2017 is almost ½ over – unbelievable!  I told you about my words for the year “Be Bold”.  I have thought of those words often and they have given me courage many times.   I tend to analyze decisions – a lot – and I have convinced myself on many occasions to stop thinking so much – just be bold and do it.  Recently I was reminded of the ‘why’ behind those words.

We met Daniela in 2011 – she was 5 or 6 then.  She was the friendliest, smiliest little girl and we connected right away.  Every time we returned she was waiting with open arms.  I remember the first time Team Restore came to work at the orphanage. Daniela followed us around with her little notebook writing down every English phrase she could find – t-shirt sayings, backpack logos, shoe brands.  She really wanted to learn English.   At some point – I forget just when – she told us she wanted to be called Dani.  I have noticed that these children often shorten their name or start using a middle name – I wonder if they are trying to establish some type of personal identity in the midst of an uncertain life.

Dec, 2011                                              Oct, 2012


Reunited Dec, 2016

Eventually Daniela left Manos de Amor to move back with family – I think with her grandmother.   We didn’t see her for a couple of years and then this past Christmas she came to spend her vacation at the home.  We reconnected in a big way – as if no time had passed.  My biggest worry is always whether our presence in the lives of these children is good, knowing it may be temporary.  The days we spent together at Christmas assured me that love is good – period.

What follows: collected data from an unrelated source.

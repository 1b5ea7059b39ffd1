//! Binary format constants and records.
//!
//! All multi-byte integers are little-endian. Records are encoded and
//! decoded field by field, so the layout does not depend on host endianness.

use crate::error::Section;
use crate::{Error, Result};

/// Magic bytes for identifying ip2cloud trie artifacts.
pub const MAGIC: [u8; 4] = *b"IP2C";

/// Current format version.
pub const FORMAT_VERSION: u16 = 1;

/// Header size in bytes.
pub const HEADER_SIZE: usize = 16;

/// Size of one node record in bytes.
pub const NODE_RECORD_SIZE: usize = 12;

/// Size of the length prefix in front of each owner name.
pub const NAME_LEN_SIZE: usize = 2;

/// Artifact header (16 bytes).
#[repr(C)]
#[derive(Debug, Clone, Copy, PartialEq, Eq)]
pub struct TrieHeader {
    /// Magic bytes: "IP2C"
    pub magic: [u8; 4],
    /// Format version (u16 LE)
    pub version: u16,
    /// Reserved, written as 0 and ignored on read
    pub _reserved1: u16,
    /// Number of node records after the owner table
    pub node_count: u32,
    /// Number of owner table entries, including the empty sentinel
    pub owner_count: u16,
    /// Reserved, written as 0
    pub _reserved2: u16,
}

impl TrieHeader {
    /// Create a header for the given table sizes.
    pub fn new(node_count: u32, owner_count: u16) -> Self {
        Self {
            magic: MAGIC,
            version: FORMAT_VERSION,
            _reserved1: 0,
            node_count,
            owner_count,
            _reserved2: 0,
        }
    }

    /// Encode the header into its on-disk form.
    pub fn to_bytes(&self) -> [u8; HEADER_SIZE] {
        let mut out = [0u8; HEADER_SIZE];
        out[0..4].copy_from_slice(&self.magic);
        out[4..6].copy_from_slice(&self.version.to_le_bytes());
        out[6..8].copy_from_slice(&self._reserved1.to_le_bytes());
        out[8..12].copy_from_slice(&self.node_count.to_le_bytes());
        out[12..14].copy_from_slice(&self.owner_count.to_le_bytes());
        out[14..16].copy_from_slice(&self._reserved2.to_le_bytes());
        out
    }

    /// Parse and validate a header from the start of `data`.
    ///
    /// Magic is checked before version so each failure is reported distinctly.
    pub fn parse(data: &[u8]) -> Result<Self> {
        let Some(bytes) = data.get(..HEADER_SIZE) else {
            return Err(Error::Truncated(Section::Header));
        };
        let header = Self {
            magic: [bytes[0], bytes[1], bytes[2], bytes[3]],
            version: read_u16(bytes, 4),
            _reserved1: read_u16(bytes, 6),
            node_count: read_u32(bytes, 8),
            owner_count: read_u16(bytes, 12),
            _reserved2: read_u16(bytes, 14),
        };
        header.validate()?;
        Ok(header)
    }

    /// Validate the header magic and version.
    pub fn validate(&self) -> Result<()> {
        if self.magic != MAGIC {
            return Err(Error::InvalidMagic);
        }
        if self.version != FORMAT_VERSION {
            return Err(Error::UnsupportedVersion(self.version));
        }
        Ok(())
    }
}

/// Node record (12 bytes).
#[repr(C)]
#[derive(Debug, Clone, Copy, Default, PartialEq, Eq)]
pub struct NodeRecord {
    /// Arena index of the 0-bit child, 0 = absent
    pub child0: u32,
    /// Arena index of the 1-bit child, 0 = absent
    pub child1: u32,
    /// Owner table index, 0 = none
    pub owner: u16,
    /// Padding
    pub _padding: [u8; 2],
}

impl NodeRecord {
    /// Encode the record into its on-disk form.
    pub fn to_bytes(&self) -> [u8; NODE_RECORD_SIZE] {
        let mut out = [0u8; NODE_RECORD_SIZE];
        out[0..4].copy_from_slice(&self.child0.to_le_bytes());
        out[4..8].copy_from_slice(&self.child1.to_le_bytes());
        out[8..10].copy_from_slice(&self.owner.to_le_bytes());
        out
    }

    /// Decode a record from exactly `NODE_RECORD_SIZE` bytes.
    pub fn from_bytes(bytes: &[u8; NODE_RECORD_SIZE]) -> Self {
        Self {
            child0: read_u32(bytes, 0),
            child1: read_u32(bytes, 4),
            owner: read_u16(bytes, 8),
            _padding: [0; 2],
        }
    }
}

/// Total encoded size for the given owner names and node count.
pub fn encoded_len<'a>(owners: impl IntoIterator<Item = &'a str>, node_count: usize) -> usize {
    let names: usize = owners
        .into_iter()
        .map(|name| NAME_LEN_SIZE + name.len())
        .sum();
    HEADER_SIZE + names + NODE_RECORD_SIZE * node_count
}

pub(crate) fn read_u16(bytes: &[u8], at: usize) -> u16 {
    u16::from_le_bytes([bytes[at], bytes[at + 1]])
}

pub(crate) fn read_u32(bytes: &[u8], at: usize) -> u32 {
    u32::from_le_bytes([bytes[at], bytes[at + 1], bytes[at + 2], bytes[at + 3]])
}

A couple of weeks ago a volunteer invited the children to a restaurant for pizza and Daniela (yup – she is back to being called Daniela now) was invited.  We were so excited to see her.  And I couldn’t believe the shirt she was wearing.  Be Bold.   Seriously.  She was wearing a shirt that said Be Bold.  As I looked at her it was as if she was my own personal billboard reminding me of the WHY to all this




Yes I want to be bold because life is short and I want to have adventures and experiences.  I want to live life fully.  I don’t want to hold back out of fear or insecurity.  But Daniella’s shirt screamed at me that it is because of little people like her that we are here, that we are stretching ourselves so taut that some days I fear we will tear.    Not just for Daniella but for all of them.    They are my WHY.  Daniella – and her shirt – was my reminder.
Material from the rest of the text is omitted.